Byetta and Januvia are prescribed to Type 2 diabetics to help keep blood glucose levels in a healthy range. The medications encourage the production of a hormone called glucagon-like peptide 1 (GLP-1).

Although Januvia and Byetta, both relatively new injectable drugs that treat Type 2 diabetes, have some benefits over older medications, Dr. Butler warns that every new medication requires thorough research to determine any complications that could arise from its use. “When new drugs come out, the long-term side effects of these drugs are not well understood,” said Dr. Butler.

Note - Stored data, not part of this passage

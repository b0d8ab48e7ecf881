//! Integration tests for feature assembly
//!
//! Exercises the assembler against the layout: every fitted column present,
//! un-collected durations defaulted, schema violations rejected.

#[cfg(test)]
mod assembler_tests {
    use crate::logic::features::{
        layout::{categorical_features, numeric_features, FEATURE_COUNT, NUMERIC_COUNT},
        record::{assemble, SchemaError, VisitorInput},
    };

    fn sample_input() -> VisitorInput {
        VisitorInput {
            administrative: 2,
            informational: 1,
            product_related: 50,
            bounce_rates: 0.02,
            exit_rates: 0.05,
            page_values: 20.0,
            special_day: 0.0,
            month: "Jan".to_string(),
            visitor_type: "Returning_Visitor".to_string(),
            weekend: "FALSE".to_string(),
        }
    }

    /// The assembled record exposes exactly the 13 fitted columns
    #[test]
    fn test_assembled_record_is_complete() {
        let record = assemble(&sample_input()).unwrap();

        let numeric = record.numeric_values();
        let categorical = record.categorical_values();

        assert_eq!(numeric.len(), NUMERIC_COUNT);
        assert_eq!(categorical.len(), FEATURE_COUNT - NUMERIC_COUNT);
        assert_eq!(numeric.len() + categorical.len(), FEATURE_COUNT);

        // Categorical pairs come out under their layout names, in layout order
        let names: Vec<&str> = categorical.iter().map(|(name, _)| *name).collect();
        assert_eq!(names, categorical_features());
    }

    /// Columns the interface does not collect default to zero
    #[test]
    fn test_duration_columns_default_to_zero() {
        let record = assemble(&sample_input()).unwrap();

        assert_eq!(record.administrative_duration, 0.0);
        assert_eq!(record.informational_duration, 0.0);
        assert_eq!(record.product_related_duration, 0.0);

        // And they sit at the fitted positions
        assert_eq!(numeric_features()[1], "Administrative_Duration");
        assert_eq!(record.numeric_values()[1], 0.0);
        assert_eq!(numeric_features()[3], "Informational_Duration");
        assert_eq!(record.numeric_values()[3], 0.0);
        assert_eq!(numeric_features()[5], "ProductRelated_Duration");
        assert_eq!(record.numeric_values()[5], 0.0);
    }

    /// Collected values land in the right columns
    #[test]
    fn test_collected_values_positioned() {
        let record = assemble(&sample_input()).unwrap();
        let numeric = record.numeric_values();

        assert_eq!(numeric[0], 2.0); // Administrative
        assert_eq!(numeric[2], 1.0); // Informational
        assert_eq!(numeric[4], 50.0); // ProductRelated
        assert_eq!(numeric[6], 0.02); // BounceRates
        assert_eq!(numeric[7], 0.05); // ExitRates
        assert_eq!(numeric[8], 20.0); // PageValues
        assert_eq!(numeric[9], 0.0); // SpecialDay
    }

    #[test]
    fn test_non_finite_numeric_rejected() {
        let mut input = sample_input();
        input.bounce_rates = f32::NAN;

        match assemble(&input) {
            Err(SchemaError::NonFinite { field, .. }) => assert_eq!(field, "BounceRates"),
            other => panic!("expected NonFinite error, got {:?}", other),
        }
    }

    #[test]
    fn test_empty_category_rejected() {
        let mut input = sample_input();
        input.visitor_type = "  ".to_string();

        match assemble(&input) {
            Err(SchemaError::EmptyCategory { field }) => assert_eq!(field, "VisitorType"),
            other => panic!("expected EmptyCategory error, got {:?}", other),
        }
    }

    #[test]
    fn test_category_values_trimmed() {
        let mut input = sample_input();
        input.month = " Jan ".to_string();

        let record = assemble(&input).unwrap();
        assert_eq!(record.month, "Jan");
    }

    /// Missing request fields are rejected at the serde boundary
    #[test]
    fn test_missing_field_rejected_by_serde() {
        let json = r#"{"administrative": 2, "informational": 1}"#;
        let parsed: Result<VisitorInput, _> = serde_json::from_str(json);
        assert!(parsed.is_err());
    }

    /// Unknown request fields are rejected too
    #[test]
    fn test_unknown_field_rejected_by_serde() {
        let json = r#"{
            "administrative": 2, "informational": 1, "productRelated": 50,
            "bounceRates": 0.02, "exitRates": 0.05, "pageValues": 20.0,
            "specialDay": 0.0, "month": "Jan",
            "visitorType": "Returning_Visitor", "weekend": "FALSE",
            "revenue": true
        }"#;
        let parsed: Result<VisitorInput, _> = serde_json::from_str(json);
        assert!(parsed.is_err());
    }
}
//! Feature Layout - Centralized Feature Definition
//!
//! **CRITICAL: This file controls the feature schema**
//!
//! ## Rules (NEVER break these):
//! 1. Add feature → increment FEATURE_VERSION
//! 2. Change order → increment FEATURE_VERSION
//! 3. Remove feature → increment FEATURE_VERSION
//!
//! The scaler and encoder artifacts embed the version and hash they were
//! fitted against; a mismatch means the artifacts must be regenerated.

use crc32fast::Hasher;

// ============================================================================
// FEATURE VERSION
// ============================================================================

/// Current feature layout version
/// MUST be incremented when layout changes
pub const FEATURE_VERSION: u8 = 1;

// ============================================================================
// FEATURE LAYOUT (Authoritative source)
// ============================================================================

/// Feature names in the exact column order the artifacts were fitted on.
/// This is the SINGLE SOURCE OF TRUTH for feature layout.
///
/// Numeric columns come first, categorical columns last.
pub const FEATURE_LAYOUT: &[&str] = &[
    // === Page activity (0-5) ===
    "Administrative",            // 0: Count of administrative pages visited
    "Administrative_Duration",   // 1: Seconds spent on administrative pages
    "Informational",             // 2: Count of informational pages visited
    "Informational_Duration",    // 3: Seconds spent on informational pages
    "ProductRelated",            // 4: Count of product pages visited
    "ProductRelated_Duration",   // 5: Seconds spent on product pages

    // === Rates and values (6-8) ===
    "BounceRates",               // 6: Average bounce rate of visited pages
    "ExitRates",                 // 7: Average exit rate of visited pages
    "PageValues",                // 8: Average page value of visited pages

    // === Calendar (9) ===
    "SpecialDay",                // 9: Proximity to a special day (0-1)

    // === Categorical (10-12) ===
    "Month",                     // 10: Visit month
    "VisitorType",               // 11: Returning_Visitor / New_Visitor / Other
    "Weekend",                   // 12: TRUE / FALSE
];

/// Total number of features
/// IMPORTANT: Must match FEATURE_LAYOUT.len()!
pub const FEATURE_COUNT: usize = 13;

/// Number of numeric features (the leading columns of FEATURE_LAYOUT)
pub const NUMERIC_COUNT: usize = 10;

/// The numeric columns, in the order the scaler was fitted on
pub fn numeric_features() -> &'static [&'static str] {
    &FEATURE_LAYOUT[..NUMERIC_COUNT]
}

/// The categorical columns, in layout order
pub fn categorical_features() -> &'static [&'static str] {
    &FEATURE_LAYOUT[NUMERIC_COUNT..]
}

// ============================================================================
// LAYOUT HASH
// ============================================================================

/// Compute CRC32 hash of the feature layout
/// Used to detect layout mismatches against fitted artifacts
pub fn compute_layout_hash() -> u32 {
    let mut hasher = Hasher::new();

    // Include version in hash
    hasher.update(&[FEATURE_VERSION]);

    // Hash all feature names in order
    for name in FEATURE_LAYOUT {
        hasher.update(name.as_bytes());
        hasher.update(&[0]); // Separator
    }

    hasher.finalize()
}

/// Get layout hash
pub fn layout_hash() -> u32 {
    compute_layout_hash()
}

// ============================================================================
// LAYOUT VALIDATION
// ============================================================================

/// Error when an artifact's feature layout doesn't match the current one
#[derive(Debug, Clone)]
pub struct LayoutMismatchError {
    pub expected_version: u8,
    pub expected_hash: u32,
    pub actual_version: u8,
    pub actual_hash: u32,
}

impl std::fmt::Display for LayoutMismatchError {
    fn fmt(&self, f: &mut std::fmt::Formatter<'_>) -> std::fmt::Result {
        write!(
            f,
            "Feature layout mismatch: expected v{} (hash: {:08x}), got v{} (hash: {:08x})",
            self.expected_version,
            self.expected_hash,
            self.actual_version,
            self.actual_hash
        )
    }
}

impl std::error::Error for LayoutMismatchError {}

/// Validate that an artifact was fitted against the current layout
pub fn validate_layout(incoming_version: u8, incoming_hash: u32) -> Result<(), LayoutMismatchError> {
    let current_hash = layout_hash();

    if incoming_version != FEATURE_VERSION || incoming_hash != current_hash {
        return Err(LayoutMismatchError {
            expected_version: FEATURE_VERSION,
            expected_hash: current_hash,
            actual_version: incoming_version,
            actual_hash: incoming_hash,
        });
    }

    Ok(())
}

// ============================================================================
// FEATURE INDEX LOOKUP
// ============================================================================

/// Get feature index by name (O(n) but features are few)
pub fn feature_index(name: &str) -> Option<usize> {
    FEATURE_LAYOUT.iter().position(|&n| n == name)
}

// ============================================================================
// TESTS
// ============================================================================

#[cfg(test)]
mod tests {
    use super::*;

    #[test]
    fn test_feature_count() {
        assert_eq!(FEATURE_COUNT, 13);
        assert_eq!(FEATURE_LAYOUT.len(), FEATURE_COUNT);
        assert_eq!(numeric_features().len(), NUMERIC_COUNT);
        assert_eq!(categorical_features().len(), FEATURE_COUNT - NUMERIC_COUNT);
    }

    #[test]
    fn test_numeric_categorical_split() {
        assert_eq!(numeric_features()[0], "Administrative");
        assert_eq!(numeric_features()[NUMERIC_COUNT - 1], "SpecialDay");
        assert_eq!(categorical_features(), &["Month", "VisitorType", "Weekend"]);
    }

    #[test]
    fn test_layout_hash_consistency() {
        // Hash should be consistent across calls
        let hash1 = compute_layout_hash();
        let hash2 = compute_layout_hash();
        assert_eq!(hash1, hash2);
    }

    #[test]
    fn test_layout_hash_non_zero() {
        let hash = layout_hash();
        assert_ne!(hash, 0);
    }

    #[test]
    fn test_validate_layout_success() {
        let result = validate_layout(FEATURE_VERSION, layout_hash());
        assert!(result.is_ok());
    }

    #[test]
    fn test_validate_layout_version_mismatch() {
        let result = validate_layout(FEATURE_VERSION + 1, layout_hash());
        assert!(result.is_err());
    }

    #[test]
    fn test_validate_layout_hash_mismatch() {
        let result = validate_layout(FEATURE_VERSION, layout_hash() ^ 1);
        assert!(result.is_err());
    }

    #[test]
    fn test_feature_index() {
        assert_eq!(feature_index("Administrative"), Some(0));
        assert_eq!(feature_index("SpecialDay"), Some(9));
        assert_eq!(feature_index("Weekend"), Some(12));
        assert_eq!(feature_index("Revenue"), None);
    }

}
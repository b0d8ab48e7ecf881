//! Logic Module - the feature-preparation and inference pipeline
//!
//! - `features/` - feature schema, record assembly, prepared vector
//! - `encoders` - categorical encoding against the fitted vocabulary
//! - `scaler` - numeric standardization with column verification
//! - `model/` - classifier invocation and result interpretation
//! - `artifacts` - loading and load-once ownership of the fitted artifacts
//! - `pipeline` - the stages wired in order

pub mod artifacts;
pub mod encoders;
pub mod features;
pub mod model;
pub mod pipeline;
pub mod scaler;
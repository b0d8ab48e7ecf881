//! Numeric Scaler Stage
//!
//! Applies the standardization fitted at training time to exactly the 10
//! numeric columns. Column correspondence is verified by name on every
//! transform rather than trusted positionally: a reordered artifact would
//! otherwise produce silently wrong inputs for the classifier.

use serde::{Deserialize, Serialize};

use super::encoders::EncodedRecord;
use super::features::layout::{numeric_features, NUMERIC_COUNT};
use super::features::vector::FeatureVector;

/// Smallest scale divisor, same guard as a zero-variance column gets at fit time
const MIN_SCALE: f32 = 1e-8;

// ============================================================================
// SCALER ARTIFACT
// ============================================================================

/// Fitted per-column standardization parameters.
/// Read-only after load.
#[derive(Debug, Clone, Serialize, Deserialize)]
pub struct StandardScaler {
    pub feature_version: u8,
    pub layout_hash: u32,
    /// Column names in the order the parameters were fitted
    pub columns: Vec<String>,
    pub mean: Vec<f32>,
    pub scale: Vec<f32>,
}

impl StandardScaler {
    /// A do-nothing scaler over the current numeric layout (mean 0, scale 1)
    pub fn identity() -> Self {
        use super::features::layout::{layout_hash, FEATURE_VERSION};
        Self {
            feature_version: FEATURE_VERSION,
            layout_hash: layout_hash(),
            columns: numeric_features().iter().map(|s| s.to_string()).collect(),
            mean: vec![0.0; NUMERIC_COUNT],
            scale: vec![1.0; NUMERIC_COUNT],
        }
    }

    /// Verify this scaler's columns line up with the numeric layout
    fn verify_shape(&self) -> Result<(), ScalerShapeError> {
        let expected = numeric_features();

        if self.columns.len() != expected.len() {
            return Err(ScalerShapeError::ColumnCount {
                expected: expected.len(),
                actual: self.columns.len(),
            });
        }

        for (index, (have, want)) in self.columns.iter().zip(expected.iter()).enumerate() {
            if have != want {
                return Err(ScalerShapeError::ColumnMismatch {
                    index,
                    expected: want.to_string(),
                    actual: have.clone(),
                });
            }
        }

        if self.mean.len() != expected.len() || self.scale.len() != expected.len() {
            return Err(ScalerShapeError::ParamLength {
                expected: expected.len(),
                mean: self.mean.len(),
                scale: self.scale.len(),
            });
        }

        Ok(())
    }

    /// Apply the fitted transform to the numeric columns only.
    ///
    /// Encoded categorical codes pass through numerically unchanged.
    pub fn transform(&self, record: &EncodedRecord) -> Result<FeatureVector, ScalerShapeError> {
        self.verify_shape()?;

        let mut values = record.values;
        for i in 0..NUMERIC_COUNT {
            let scale = self.scale[i].max(MIN_SCALE);
            values[i] = (values[i] - self.mean[i]) / scale;
        }

        Ok(FeatureVector::from_values(values))
    }
}

// ============================================================================
// ERROR HANDLING
// ============================================================================

/// The scaler artifact does not fit the numeric layout - artifact/schema
/// drift that requires regenerating the artifacts
#[derive(Debug, Clone)]
pub enum ScalerShapeError {
    ColumnCount {
        expected: usize,
        actual: usize,
    },
    ColumnMismatch {
        index: usize,
        expected: String,
        actual: String,
    },
    ParamLength {
        expected: usize,
        mean: usize,
        scale: usize,
    },
}

impl std::fmt::Display for ScalerShapeError {
    fn fmt(&self, f: &mut std::fmt::Formatter<'_>) -> std::fmt::Result {
        match self {
            ScalerShapeError::ColumnCount { expected, actual } => {
                write!(
                    f,
                    "Scaler shape error: expected {} numeric columns, artifact has {}",
                    expected, actual
                )
            }
            ScalerShapeError::ColumnMismatch {
                index,
                expected,
                actual,
            } => {
                write!(
                    f,
                    "Scaler shape error: column {} should be '{}', artifact has '{}'",
                    index, expected, actual
                )
            }
            ScalerShapeError::ParamLength {
                expected,
                mean,
                scale,
            } => {
                write!(
                    f,
                    "Scaler shape error: expected {} params, artifact has {} means / {} scales",
                    expected, mean, scale
                )
            }
        }
    }
}

impl std::error::Error for ScalerShapeError {}

// ============================================================================
// TESTS
// ============================================================================

#[cfg(test)]
mod tests {
    use super::*;
    use crate::logic::features::layout::FEATURE_COUNT;

    fn encoded_record() -> EncodedRecord {
        let mut values = [0.0f32; FEATURE_COUNT];
        // Numerics
        values[..NUMERIC_COUNT]
            .copy_from_slice(&[2.0, 0.0, 1.0, 0.0, 50.0, 0.0, 0.02, 0.05, 20.0, 0.0]);
        // Encoded categorical codes
        values[NUMERIC_COUNT] = 4.0;
        values[NUMERIC_COUNT + 1] = 2.0;
        values[NUMERIC_COUNT + 2] = 0.0;
        EncodedRecord { values }
    }

    fn fitted_scaler() -> StandardScaler {
        let mut scaler = StandardScaler::identity();
        scaler.mean = vec![1.0; NUMERIC_COUNT];
        scaler.scale = vec![2.0; NUMERIC_COUNT];
        scaler
    }

    #[test]
    fn test_transform_scales_numeric_columns() {
        let vector = fitted_scaler().transform(&encoded_record()).unwrap();

        // (2 - 1) / 2, (0 - 1) / 2, (50 - 1) / 2, ...
        assert_eq!(vector.values[0], 0.5);
        assert_eq!(vector.values[1], -0.5);
        assert_eq!(vector.values[4], 24.5);
        assert_eq!(vector.values[8], 9.5);
    }

    #[test]
    fn test_transform_leaves_categorical_untouched() {
        let record = encoded_record();
        let vector = fitted_scaler().transform(&record).unwrap();

        assert_eq!(vector.values[NUMERIC_COUNT], 4.0);
        assert_eq!(vector.values[NUMERIC_COUNT + 1], 2.0);
        assert_eq!(vector.values[NUMERIC_COUNT + 2], 0.0);
    }

    #[test]
    fn test_identity_transform_is_noop() {
        let record = encoded_record();
        let vector = StandardScaler::identity().transform(&record).unwrap();
        assert_eq!(vector.values, record.values);
    }

    #[test]
    fn test_column_count_rejected() {
        let mut scaler = StandardScaler::identity();
        scaler.columns.pop();

        match scaler.transform(&encoded_record()) {
            Err(ScalerShapeError::ColumnCount { expected, actual }) => {
                assert_eq!(expected, NUMERIC_COUNT);
                assert_eq!(actual, NUMERIC_COUNT - 1);
            }
            other => panic!("expected ColumnCount error, got {:?}", other),
        }
    }

    #[test]
    fn test_reordered_columns_rejected() {
        let mut scaler = StandardScaler::identity();
        scaler.columns.swap(0, 1);

        match scaler.transform(&encoded_record()) {
            Err(ScalerShapeError::ColumnMismatch { index, .. }) => assert_eq!(index, 0),
            other => panic!("expected ColumnMismatch error, got {:?}", other),
        }
    }

    #[test]
    fn test_param_length_rejected() {
        let mut scaler = StandardScaler::identity();
        scaler.scale.pop();

        assert!(matches!(
            scaler.transform(&encoded_record()),
            Err(ScalerShapeError::ParamLength { .. })
        ));
    }

    #[test]
    fn test_zero_scale_guarded() {
        let mut scaler = StandardScaler::identity();
        scaler.scale[0] = 0.0;

        let vector = scaler.transform(&encoded_record()).unwrap();
        assert!(vector.values[0].is_finite());
    }
}
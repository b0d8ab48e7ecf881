//! Artifact Loader - the three fitted artifacts and their lifecycle
//!
//! The classifier, scaler and encoder set are produced by the training
//! pipeline, versioned against the feature layout, and immutable here. They
//! load once at startup into a process-wide store and are shared read-only
//! across requests; reloading is an explicit re-`init`, never an accident.

use std::fs;
use std::path::{Path, PathBuf};

use parking_lot::RwLock;
use serde::{Deserialize, Serialize};
use sha2::{Digest, Sha256};

use crate::constants;
use crate::logic::encoders::EncoderSet;
use crate::logic::features::layout::validate_layout;
use crate::logic::model::inference::{Classifier, OnnxClassifier};
use crate::logic::scaler::StandardScaler;

// ============================================================================
// ERROR HANDLING
// ============================================================================

#[derive(Debug)]
pub enum ArtifactError {
    /// The named blob is absent from storage
    NotFound { name: &'static str, path: PathBuf },
    /// The named blob exists but cannot be used (corrupt, incompatible layout,
    /// unreadable)
    Load { name: &'static str, reason: String },
    /// No artifacts have been installed in the process-wide store
    NotLoaded,
}

impl std::fmt::Display for ArtifactError {
    fn fmt(&self, f: &mut std::fmt::Formatter<'_>) -> std::fmt::Result {
        match self {
            ArtifactError::NotFound { name, path } => {
                write!(f, "Artifact '{}' not found at {}", name, path.display())
            }
            ArtifactError::Load { name, reason } => {
                write!(f, "Failed to load artifact '{}': {}", name, reason)
            }
            ArtifactError::NotLoaded => write!(f, "Artifacts not loaded"),
        }
    }
}

impl std::error::Error for ArtifactError {}

// ============================================================================
// ARTIFACT SET
// ============================================================================

/// Load-time metadata for status reporting
#[derive(Debug, Clone, Serialize, Deserialize)]
pub struct ArtifactMetadata {
    pub dir: PathBuf,
    /// SHA-256 of the model blob
    pub model_fingerprint: String,
    pub loaded_at: chrono::DateTime<chrono::Utc>,
}

/// The three artifacts, owned by the serving process for its lifetime
pub struct ArtifactSet {
    pub classifier: Box<dyn Classifier>,
    pub scaler: StandardScaler,
    pub encoders: EncoderSet,
    pub metadata: ArtifactMetadata,
}

// ============================================================================
// LOADING
// ============================================================================

fn require_file(name: &'static str, path: &Path) -> Result<(), ArtifactError> {
    if path.exists() {
        Ok(())
    } else {
        Err(ArtifactError::NotFound {
            name,
            path: path.to_path_buf(),
        })
    }
}

/// Load and validate the scaler artifact
pub fn load_scaler(path: &Path) -> Result<StandardScaler, ArtifactError> {
    require_file("scaler", path)?;

    let data = fs::read_to_string(path).map_err(|e| ArtifactError::Load {
        name: "scaler",
        reason: e.to_string(),
    })?;

    let scaler: StandardScaler = serde_json::from_str(&data).map_err(|e| ArtifactError::Load {
        name: "scaler",
        reason: e.to_string(),
    })?;

    validate_layout(scaler.feature_version, scaler.layout_hash).map_err(|e| {
        ArtifactError::Load {
            name: "scaler",
            reason: e.to_string(),
        }
    })?;

    Ok(scaler)
}

/// Load and validate the encoder-set artifact
pub fn load_encoders(path: &Path) -> Result<EncoderSet, ArtifactError> {
    require_file("encoders", path)?;

    let data = fs::read_to_string(path).map_err(|e| ArtifactError::Load {
        name: "encoders",
        reason: e.to_string(),
    })?;

    let encoders: EncoderSet = serde_json::from_str(&data).map_err(|e| ArtifactError::Load {
        name: "encoders",
        reason: e.to_string(),
    })?;

    validate_layout(encoders.feature_version, encoders.layout_hash).map_err(|e| {
        ArtifactError::Load {
            name: "encoders",
            reason: e.to_string(),
        }
    })?;

    let unknown = encoders.unknown_fields();
    if !unknown.is_empty() {
        log::warn!("Encoder artifact carries unknown fields: {:?}", unknown);
    }

    Ok(encoders)
}

/// Load the classifier artifact, returning it with its SHA-256 fingerprint
pub fn load_classifier(path: &Path) -> Result<(OnnxClassifier, String), ArtifactError> {
    require_file("classifier", path)?;

    let bytes = fs::read(path).map_err(|e| ArtifactError::Load {
        name: "classifier",
        reason: e.to_string(),
    })?;

    let mut hasher = Sha256::new();
    hasher.update(&bytes);
    let fingerprint = hex::encode(hasher.finalize());

    let classifier = OnnxClassifier::from_bytes(&bytes).map_err(|e| ArtifactError::Load {
        name: "classifier",
        reason: e.to_string(),
    })?;

    Ok((classifier, fingerprint))
}

/// Load all three artifacts from a directory
pub fn load_artifacts(dir: &Path) -> Result<ArtifactSet, ArtifactError> {
    log::info!("Loading artifacts from {}", dir.display());

    let (classifier, fingerprint) = load_classifier(&dir.join(constants::MODEL_FILE))?;
    let scaler = load_scaler(&dir.join(constants::SCALER_FILE))?;
    let encoders = load_encoders(&dir.join(constants::ENCODERS_FILE))?;

    log::info!(
        "Artifacts loaded (model sha256: {}, encoder fields: {})",
        fingerprint,
        encoders.fields.len()
    );

    Ok(ArtifactSet {
        classifier: Box::new(classifier),
        scaler,
        encoders,
        metadata: ArtifactMetadata {
            dir: dir.to_path_buf(),
            model_fingerprint: fingerprint,
            loaded_at: chrono::Utc::now(),
        },
    })
}

// ============================================================================
// PROCESS-WIDE STORE (load once, read many)
// ============================================================================

static ARTIFACTS: RwLock<Option<ArtifactSet>> = RwLock::new(None);

/// Load artifacts into the process-wide store. Calling again replaces the
/// loaded set wholesale; requests never observe a partial swap.
pub fn init(dir: &Path) -> Result<(), ArtifactError> {
    let set = load_artifacts(dir)?;
    *ARTIFACTS.write() = Some(set);
    Ok(())
}

/// Whether the store holds a loaded artifact set
pub fn is_loaded() -> bool {
    ARTIFACTS.read().is_some()
}

/// Run `f` against the loaded artifacts, or fail if none are installed
pub fn with_artifacts<T>(f: impl FnOnce(&ArtifactSet) -> T) -> Result<T, ArtifactError> {
    match ARTIFACTS.read().as_ref() {
        Some(set) => Ok(f(set)),
        None => Err(ArtifactError::NotLoaded),
    }
}

/// Snapshot of the loaded set's metadata
pub fn metadata() -> Option<ArtifactMetadata> {
    ARTIFACTS.read().as_ref().map(|set| set.metadata.clone())
}

/// Runtime description of the loaded classifier
pub fn engine_description() -> Option<String> {
    ARTIFACTS
        .read()
        .as_ref()
        .map(|set| set.classifier.describe().to_string())
}

// ============================================================================
// TESTS
// ============================================================================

Dr. Butler’s team used data from the U.S. Food and Drug Administration’s database of adverse events in patients taking Byetta and Januvia between 2004 and 2009. Any time a patient experiences an adverse event, it is reported by the patient’s physician and recorded in the database.

Dr. Butler’s team found that patients who were being treated with Byetta and Januvia displayed six times more reported cases of pancreatitis. Those taking Byetta showed a 2.9-fold increase in pancreatic cancer while those taking Januvia showed a 2.7-fold increase in pancreatic cancer. The researchers also noted that there was an increase in reported cases of thyroid cancer among patients prescribed Byetta.

However, Dr. Butler stated that the data does not necessarily point to an increase in those complications among patients taking the medications but could be a result of an increase in the number of doctors actually reporting those adverse events.

“It is important to avoid alarmism and have people stop medicines that they may be benefitting from when the risk is not yet defined,” said Dr. Butler. “If the drug and you are working well together, I wouldn’t say there is any reason to stop the drug, based on the evidence we have right now,” he said. “But if you have any concern you should talk to your doctor about it.” Butler also noted that losing weight is the greatest deterrent to pancreatic cancer in patients with Type 2 diabetes.

Dr. Mary Ann Banerji, director of the Diabetes Treatment Center at SUNY Health Science Center Brooklyn, New York City, agrees with Dr. Butler, stating that the data “should not be blown out of proportion.”

Dr. Banerji does not prescribe Byetta or Januvia to patients with a family history of thyroid cancer or pancreatitis, but other drugs such as metformin and insulin come with their own risks. “You prescribe them on an individual basis, because, in the end, all of medicine is individual,” said Dr. Banerji. “We should use these drugs judiciously along with metformin.